Putin dichiara “guerra commerciale” alla Russia

(Teleborsa) – Non demorde il presidente russo Vladimir Putin, rinnovando le accuse contro Recep Tayyip Erdogan di complicità con l’Isis.

Nel discorso annuale alla nazione il capo del Cremlino ha spiegato che “se qualcuno pensa che le reazioni della Russia saranno limitate alle sanzioni commerciali, si sbaglia di grosso”, aggiungendo in tono minaccioso che “la cricca al governo in Turchia continuerà a pentirsi di ciò che ha fatto”, “non dimenticheremo mai chi ha sparato alla schiena dei nostri piloti”, riferendosi all’abbattimento del jet russo sul confine con la Siria da parte dei militari turchi avvenuto la scorsa settimana. Putin ha però chiarito di non voler rispondere con le armi ma di voler proseguire con la “guerra economica”.

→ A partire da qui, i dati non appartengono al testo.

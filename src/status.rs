//! # Protocol status bitmask
//!
//! Every parsed frame yields a [Status], a set of independent flags. The adapter accumulates them
//! while a command is pending and returns the combined bitmask to the caller.
use core::fmt;
use core::ops::{BitAnd, BitOr, BitOrAssign};

/// Set of status flags observed on the serial link
#[derive(Copy, Clone, Default, PartialEq, Eq, Hash)]
pub struct Status(u32);

impl Status {
    /// No status observed
    pub const NONE: Self = Self(0);
    /// `OK` received
    pub const OK: Self = Self(1 << 0);
    /// `busy...` received, chip is still processing the previous command
    pub const BUSY: Self = Self(1 << 1);
    /// `SUCCESS` received
    pub const SUCCESS: Self = Self(1 << 2);
    /// Command was issued in non-blocking mode and its outcome is still pending
    pub const NONBLOCKING: Self = Self(1 << 3);
    /// `WIFI CONNECTED` received
    pub const CONNECTED: Self = Self(1 << 4);
    /// `WIFI DISCONNECT` received
    pub const DISCONNECTED: Self = Self(1 << 5);
    /// `READY` or the boot banner `ready` received
    pub const READY: Self = Self(1 << 6);
    /// `<id>,CONNECT` received
    pub const SOCKET_OPENED: Self = Self(1 << 7);
    /// `<id>,CLOSED` received
    pub const SOCKET_CLOSED: Self = Self(1 << 8);
    /// Send prompt `>` received, chip awaits payload bytes
    pub const RECV_PROMPT: Self = Self(1 << 9);
    /// `FAIL` received
    pub const FAIL: Self = Self(1 << 10);
    /// `SEND OK` received
    pub const SEND_OK: Self = Self(1 << 11);
    /// `ERROR` received or injected by the watchdog
    pub const ERROR: Self = Self(1 << 12);
    /// `+IPD` socket data received
    pub const DATA_INCOMING: Self = Self(1 << 14);
    /// Station IP captured
    pub const GOT_IP: Self = Self(1 << 15);

    /// Sentinel returned by non-blocking command issuance
    pub const PENDING: Self = Self::NONBLOCKING;

    /// Returns the raw bit representation
    pub const fn bits(self) -> u32 {
        self.0
    }

    /// Creates a status from raw bits
    pub const fn from_bits(bits: u32) -> Self {
        Self(bits)
    }

    /// True if no flag is set
    pub const fn is_empty(self) -> bool {
        self.0 == 0
    }

    /// True if all flags of `other` are set
    pub const fn contains(self, other: Self) -> bool {
        self.0 & other.0 == other.0
    }

    /// True if at least one flag of `other` is set
    pub const fn intersects(self, other: Self) -> bool {
        self.0 & other.0 != 0
    }

    /// Sets all flags of `other`
    pub fn insert(&mut self, other: Self) {
        self.0 |= other.0;
    }

    /// True if the command was confirmed by `OK` and no error was reported
    pub const fn is_ok(self) -> bool {
        self.contains(Self::OK) && !self.contains(Self::ERROR)
    }
}

impl BitOr for Status {
    type Output = Self;

    fn bitor(self, rhs: Self) -> Self {
        Self(self.0 | rhs.0)
    }
}

impl BitOrAssign for Status {
    fn bitor_assign(&mut self, rhs: Self) {
        self.0 |= rhs.0;
    }
}

impl BitAnd for Status {
    type Output = Self;

    fn bitand(self, rhs: Self) -> Self {
        Self(self.0 & rhs.0)
    }
}

impl fmt::Debug for Status {
    fn fmt(&self, f: &mut fmt::Formatter<'_>) -> fmt::Result {
        const NAMES: [(Status, &str); 15] = [
            (Status::OK, "OK"),
            (Status::BUSY, "BUSY"),
            (Status::SUCCESS, "SUCCESS"),
            (Status::NONBLOCKING, "NONBLOCKING"),
            (Status::CONNECTED, "CONNECTED"),
            (Status::DISCONNECTED, "DISCONNECTED"),
            (Status::READY, "READY"),
            (Status::SOCKET_OPENED, "SOCKET_OPENED"),
            (Status::SOCKET_CLOSED, "SOCKET_CLOSED"),
            (Status::RECV_PROMPT, "RECV_PROMPT"),
            (Status::FAIL, "FAIL"),
            (Status::SEND_OK, "SEND_OK"),
            (Status::ERROR, "ERROR"),
            (Status::DATA_INCOMING, "DATA_INCOMING"),
            (Status::GOT_IP, "GOT_IP"),
        ];

        if self.is_empty() {
            return f.write_str("Status(NONE)");
        }

        f.write_str("Status(")?;
        let mut first = true;
        for (flag, name) in NAMES {
            if self.contains(flag) {
                if !first {
                    f.write_str(" | ")?;
                }
                f.write_str(name)?;
                first = false;
            }
        }
        f.write_str(")")
    }
}
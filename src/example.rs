//! Mocks for doc examples
use crate::transport::{RxQueue, Transport};
use fugit::{TimerDurationU32, TimerInstantU32};
use fugit_timer::Timer;
use heapless::{Deque, Vec};

/// Transport mock answering a fixed set of commands
#[derive(Default)]
pub struct ExampleTransport {
    /// Command currently written
    line: Vec<u8, 256>,

    /// Bytes to be received
    rx: Deque<u8, 512>,

    /// Remaining raw payload bytes announced by CIPSEND
    payload_pending: usize,

    /// State of the enable line
    enabled: bool,
}

impl ExampleTransport {
    fn reply(&mut self, data: &[u8]) {
        for byte in data {
            let _ = self.rx.push_back(*byte);
        }
    }

    fn respond(&mut self) {
        let line = core::mem::take(&mut self.line);

        match line.as_slice() {
            b"AT+CWJAP_DEF=\"test_wifi\",\"secret\"\r\n" => self.reply(b"WIFI CONNECTED\r\nWIFI GOT IP\r\n\r\nOK\r\n"),
            b"AT+CIPSTA?\r\n" => self.reply(
                b"+CIPSTA:ip:\"10.0.0.181\"\r\n+CIPSTA:gateway:\"10.0.0.1\"\r\n+CIPSTA:netmask:\"255.255.255.0\"\r\n\r\nOK\r\n",
            ),
            b"AT+CIPSTART=0,\"TCP\",\"10.0.0.1\",21,7200\r\n" => self.reply(b"0,CONNECT\r\n\r\nOK\r\n"),
            b"AT+CIPCLOSE=0\r\n" => self.reply(b"0,CLOSED\r\n\r\nOK\r\n"),
            command if command.starts_with(b"AT+CIPSEND=") => {
                self.payload_pending = Self::payload_length(command);
                self.reply(b"\r\nOK\r\n> ");
            }
            _ => self.reply(b"\r\nOK\r\n"),
        }
    }

    /// Length argument of `AT+CIPSEND=<link_id>,<length>`
    fn payload_length(command: &[u8]) -> usize {
        command
            .iter()
            .rposition(|byte| *byte == b',')
            .and_then(|comma| core::str::from_utf8(&command[comma + 1..]).ok())
            .and_then(|length| length.trim_end().parse().ok())
            .unwrap_or(0)
    }
}

impl Transport for ExampleTransport {
    fn send_byte(&mut self, byte: u8) {
        if self.payload_pending > 0 {
            self.payload_pending -= 1;
            if self.payload_pending == 0 {
                self.reply(b"\r\nRecv 6 bytes\r\n\r\nSEND OK\r\n\r\n+IPD,0,16:nice to see you!");
            }
            return;
        }

        let _ = self.line.push(byte);
        if self.line.ends_with(b"\r\n") {
            self.respond();
        }
    }

    fn is_send_busy(&mut self) -> bool {
        false
    }

    fn byte_available(&mut self) -> bool {
        !self.rx.is_empty()
    }

    fn read_byte(&mut self) -> u8 {
        self.rx.pop_front().unwrap_or_default()
    }

    fn enable_receive_interrupt(&mut self, _enable: bool) {}

    fn hardware_enable(&mut self, enable: bool) {
        self.enabled = enable;
    }

    fn is_hardware_enabled(&mut self) -> bool {
        self.enabled
    }

    fn delay_us(&mut self, _us: u32) {}
}

/// Transport whose received bytes are queued by the RX interrupt. Sent bytes are discarded.
pub struct InterruptTransport<'a, const SIZE: usize> {
    /// Filled by the interrupt through the matching ingress
    rx: RxQueue<'a, SIZE>,

    /// State of the enable line
    enabled: bool,
}

impl<'a, const SIZE: usize> InterruptTransport<'a, SIZE> {
    pub fn new(rx: RxQueue<'a, SIZE>) -> Self {
        Self { rx, enabled: false }
    }
}

impl<const SIZE: usize> Transport for InterruptTransport<'_, SIZE> {
    fn send_byte(&mut self, _byte: u8) {}

    fn is_send_busy(&mut self) -> bool {
        false
    }

    fn byte_available(&mut self) -> bool {
        self.rx.byte_available()
    }

    fn read_byte(&mut self) -> u8 {
        self.rx.read_byte().unwrap_or_default()
    }

    fn enable_receive_interrupt(&mut self, _enable: bool) {}

    fn hardware_enable(&mut self, enable: bool) {
        self.enabled = enable;
    }

    fn is_hardware_enabled(&mut self) -> bool {
        self.enabled
    }

    fn delay_us(&mut self, _us: u32) {}
}

/// Timer mock, never expires
#[derive(Default)]
pub struct ExampleTimer {}

impl Timer<1_000_000> for ExampleTimer {
    type Error = u32;

    fn now(&mut self) -> TimerInstantU32<1000000> {
        TimerInstantU32::from_ticks(0)
    }

    fn start(&mut self, _duration: TimerDurationU32<1000000>) -> Result<(), Self::Error> {
        Ok(())
    }

    fn cancel(&mut self) -> Result<(), Self::Error> {
        Ok(())
    }

    fn wait(&mut self) -> nb::Result<(), Self::Error> {
        nb::Result::Err(nb::Error::WouldBlock)
    }
}
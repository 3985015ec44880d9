//! Response parser
//!
//! Decodes one completed frame into a [Status] and applies its side effects to the session.
//! Patterns are searched independently, so a single frame may carry any combination of them.
use crate::session::{SessionState, WifiState};
use crate::status::Status;

/// Prefix of socket data frames: `+IPD,<link_id>,<length>:<payload>`
pub(crate) const IPD_PREFIX: &[u8] = b"+IPD,";

/// Prefix of the station IP, e.g. in `+CIPSTA:ip:"10.0.0.181"`
const IP_PREFIX: &[u8] = b"ip:\"";

/// Plain status patterns
const STATUS_PATTERNS: [(&[u8], Status); 10] = [
    (b"OK", Status::OK),
    (b"busy...", Status::BUSY),
    (b"FAIL", Status::FAIL),
    (b"ERROR", Status::ERROR),
    (b"READY", Status::READY),
    (b"ready", Status::READY),
    (b"SEND OK", Status::SEND_OK),
    (b"SUCCESS", Status::SUCCESS),
    (b">", Status::RECV_PROMPT),
    (b"WIFI DISCONN", Status::DISCONNECTED),
];

/// Parse state of a `+IPD` header
#[derive(Copy, Clone, Debug, PartialEq, Eq)]
pub(crate) enum IpdHeader {
    /// Header fully received
    Complete {
        link_id: usize,
        length: usize,
        /// Header length in bytes, including the colon
        size: usize,
    },
    /// Header ends before the colon
    Incomplete,
    /// Header contains unexpected characters
    Malformed,
}

impl IpdHeader {
    /// Parses the header following the `+IPD,` prefix
    pub(crate) fn parse(data: &[u8]) -> Self {
        let Some(comma) = data.iter().position(|byte| !byte.is_ascii_digit()) else {
            return Self::Incomplete;
        };
        if data[comma] != b',' {
            return Self::Malformed;
        }

        let length_start = comma + 1;
        let Some(colon) = data[length_start..].iter().position(|byte| !byte.is_ascii_digit()) else {
            return Self::Incomplete;
        };
        let colon = length_start + colon;
        if data[colon] != b':' {
            return Self::Malformed;
        }

        match (parse_decimal(&data[..comma]), parse_decimal(&data[length_start..colon])) {
            (Some(link_id), Some(length)) => Self::Complete {
                link_id: link_id as usize,
                length: length as usize,
                size: colon + 1,
            },
            _ => Self::Malformed,
        }
    }
}

/// Frame split into the text parts around a socket payload
struct Frame<'a> {
    head: &'a [u8],
    tail: &'a [u8],
}

impl<'a> Frame<'a> {
    /// True if the needle occurs outside the payload
    fn contains(&self, needle: &[u8]) -> bool {
        find(self.head, needle).is_some() || find(self.tail, needle).is_some()
    }

    /// Calls `f` with the link id of every `<digit><suffix>` occurrence outside the payload.
    /// Returns true if the suffix was found at least once.
    fn for_each_link_id<F: FnMut(Option<usize>)>(&self, suffix: &[u8], mut f: F) -> bool {
        let mut found = false;

        for text in [self.head, self.tail] {
            let mut offset = 0;
            while let Some(position) = find(&text[offset..], suffix) {
                let index = offset + position;
                found = true;

                let link_id = match index {
                    0 => None,
                    _ => match text[index - 1] {
                        digit @ b'0'..=b'9' => Some((digit - b'0') as usize),
                        _ => None,
                    },
                };
                f(link_id);
                offset = index + 1;
            }
        }

        found
    }
}

/// Parses a completed frame, updates the session and returns the found status flags
pub(crate) fn parse<const N: usize, const RX_SIZE: usize>(
    data: &[u8],
    session: &mut SessionState<N, RX_SIZE>,
) -> Status {
    let mut status = Status::NONE;

    if data.is_empty() {
        return status;
    }

    // Socket data is excluded from pattern matching, payload may contain anything
    let mut payload = None;
    let mut frame = Frame { head: data, tail: &[] };
    if let Some(position) = find(data, IPD_PREFIX) {
        status |= Status::DATA_INCOMING;
        let header_start = position + IPD_PREFIX.len();

        match IpdHeader::parse(&data[header_start..]) {
            IpdHeader::Complete { link_id, length, size } => {
                let start = header_start + size;
                let end = data.len().min(start.saturating_add(length));
                if end - start < length {
                    warn!("Socket {} payload truncated: {}/{} bytes", link_id, end - start, length);
                }

                payload = Some((link_id, &data[start..end]));
                frame = Frame {
                    head: &data[..position],
                    tail: &data[end..],
                };
            }
            header => warn!("Invalid +IPD header: {:?}", header),
        }
    }

    if frame.contains(b"WIFI CONN") {
        status |= Status::CONNECTED;
        session.set_connecting();
    }

    if frame.contains(b"WIFI GOT IP") {
        session.wifi_state = WifiState::Connected;
    }

    for (pattern, flag) in STATUS_PATTERNS {
        if frame.contains(pattern) {
            status |= flag;
        }
    }

    if status.contains(Status::DISCONNECTED) {
        session.set_disconnected();
    }

    let opened = frame.for_each_link_id(b",CONNECT", |link_id| {
        match link_id.and_then(|link_id| session.sockets.open(link_id)) {
            Some(socket) => debug!("Socket {} opened", socket.link_id),
            None => warn!("Ignoring CONNECT of invalid link id {:?}", link_id),
        }
    });
    if opened {
        status |= Status::SOCKET_OPENED;
    }

    let closed = frame.for_each_link_id(b",CLOSED", |link_id| match link_id {
        Some(link_id) if session.sockets.release(link_id) => debug!("Socket {} closed", link_id),
        _ => warn!("Ignoring CLOSED of unknown link id {:?}", link_id),
    });
    if closed {
        status |= Status::SOCKET_CLOSED;
    }

    let ip_text = [frame.head, frame.tail]
        .into_iter()
        .find_map(|text| find(text, IP_PREFIX).map(|position| &text[position + IP_PREFIX.len()..]));
    if let Some(text) = ip_text {
        match parse_ipv4(text) {
            Some(ip) => {
                session.set_ip_address(ip);
                status |= Status::GOT_IP;
            }
            None => warn!("Invalid station IP: {:?}", text),
        }
    }

    if let Some((link_id, payload)) = payload {
        match session.sockets.get_mut(link_id) {
            Some(socket) => {
                let length = socket.store(payload);
                debug!("Socket {} received {} bytes", link_id, length);
            }
            None => warn!("Dropping {} bytes for unknown socket {}", payload.len(), link_id),
        }
    }

    status
}

/// Converts a dotted quad, terminated by any character except digits and dots, into its integer form
pub(crate) fn parse_ipv4(data: &[u8]) -> Option<u32> {
    let end = data
        .iter()
        .position(|byte| !byte.is_ascii_digit() && *byte != b'.')
        .unwrap_or(data.len());

    let mut ip = 0u32;
    let mut octets = 0;
    for octet in data[..end].split(|byte| *byte == b'.') {
        let value = parse_decimal(octet).filter(|value| *value <= 255)?;
        if octets == 4 {
            return None;
        }

        ip = (ip << 8) | value;
        octets += 1;
    }

    match octets {
        4 => Some(ip),
        _ => None,
    }
}

/// Minimal decimal parser. Fails on empty input, non digits and overflow.
pub(crate) fn parse_decimal(digits: &[u8]) -> Option<u32> {
    if digits.is_empty() {
        return None;
    }

    digits.iter().try_fold(0u32, |value, byte| {
        if !byte.is_ascii_digit() {
            return None;
        }

        value.checked_mul(10)?.checked_add((byte - b'0') as u32)
    })
}

/// Returns the position of the first occurrence of needle
pub(crate) fn find(haystack: &[u8], needle: &[u8]) -> Option<usize> {
    if needle.is_empty() || haystack.len() < needle.len() {
        return None;
    }

    haystack.windows(needle.len()).position(|window| window == needle)
}
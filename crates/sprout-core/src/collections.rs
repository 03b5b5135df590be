//! Hash containers for child diffing and the host surface. `std-hash` swaps
//! `hashbrown` for the standard library maps.

#[cfg(feature = "std-hash")]
pub(crate) mod map {
    pub(crate) use std::collections::{HashMap, HashSet};
}

#[cfg(not(feature = "std-hash"))]
pub(crate) mod map {
    pub(crate) use hashbrown::{HashMap, HashSet};
}
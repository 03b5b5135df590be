use thiserror::Error;

use crate::tree::FlushReport;
use crate::NodeId;

/// Failure of the mutation primitive.
#[derive(Debug, Clone, Copy, PartialEq, Eq, Error)]
pub enum MutationError {
    /// The target node was destroyed. Nothing was changed.
    #[error("node {node:?} was destroyed; mutation ignored")]
    StaleNode { node: NodeId },
    /// Requested from inside the node's own producer. The mutator ran but the
    /// node was not enqueued for another rebuild.
    #[error("node {node:?} requested a mutation while its producer was running")]
    ReentrantMutation { node: NodeId },
    #[error("node {node:?} state is not a {expected}")]
    StateTypeMismatch { node: NodeId, expected: &'static str },
}

impl MutationError {
    pub fn node(&self) -> NodeId {
        match self {
            MutationError::StaleNode { node }
            | MutationError::ReentrantMutation { node }
            | MutationError::StateTypeMismatch { node, .. } => *node,
        }
    }
}

/// A producer callback failed while its node was being diffed.
#[derive(Debug, Error)]
#[error("producer of {component} (node {node:?}) failed: {source}")]
pub struct ProducerError {
    node: NodeId,
    component: &'static str,
    #[source]
    source: anyhow::Error,
}

impl ProducerError {
    pub(crate) fn new(node: NodeId, component: &'static str, source: anyhow::Error) -> Self {
        Self {
            node,
            component,
            source,
        }
    }

    /// The node whose producer failed. It may already be destroyed if it was
    /// part of a subtree that never finished building.
    pub fn node(&self) -> NodeId {
        self.node
    }

    pub fn component(&self) -> &'static str {
        self.component
    }

    pub fn cause(&self) -> &anyhow::Error {
        &self.source
    }

    /// Whether the producer failed because it mutated its own node.
    pub fn is_reentrant_mutation(&self) -> bool {
        matches!(
            self.source.downcast_ref::<MutationError>(),
            Some(MutationError::ReentrantMutation { .. })
        )
    }
}

/// Producer errors that reached the root without meeting an error boundary.
#[derive(Debug, Error)]
#[error("{count} producer error(s) escaped to the root", count = .errors.len())]
pub struct FlushError {
    pub errors: Vec<ProducerError>,
    /// Work that did complete in the same pass.
    pub report: FlushReport,
}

Ed ecco pronte dunque altre ripercussioni: Mosca ha deciso di sospendere i negoziati per il gasdotto russo-turco “Turkish Stream”.

Putin ha poi dichiarato guerra all’Isis, specificando che “un Paese da solo non può sconfiggere il terrorismo internazionale, soprattutto quando i confini sono aperti e il mondo assiste a un nuovo trasferimento di popolazioni, e nel momento in cui i terroristi ricevono un continuo appoggio finanziario”.

Dal canto suo Erdogan continua a difendersi, accusando a sua volta Putin dello stesso peccato a lui imputato. Il presidente turco ha detto di avere le prove del coinvolgimento della Russia nel contrabbando di petrolio dell’Isis in Siria, prove che presto verranno rivelate “al mondo”.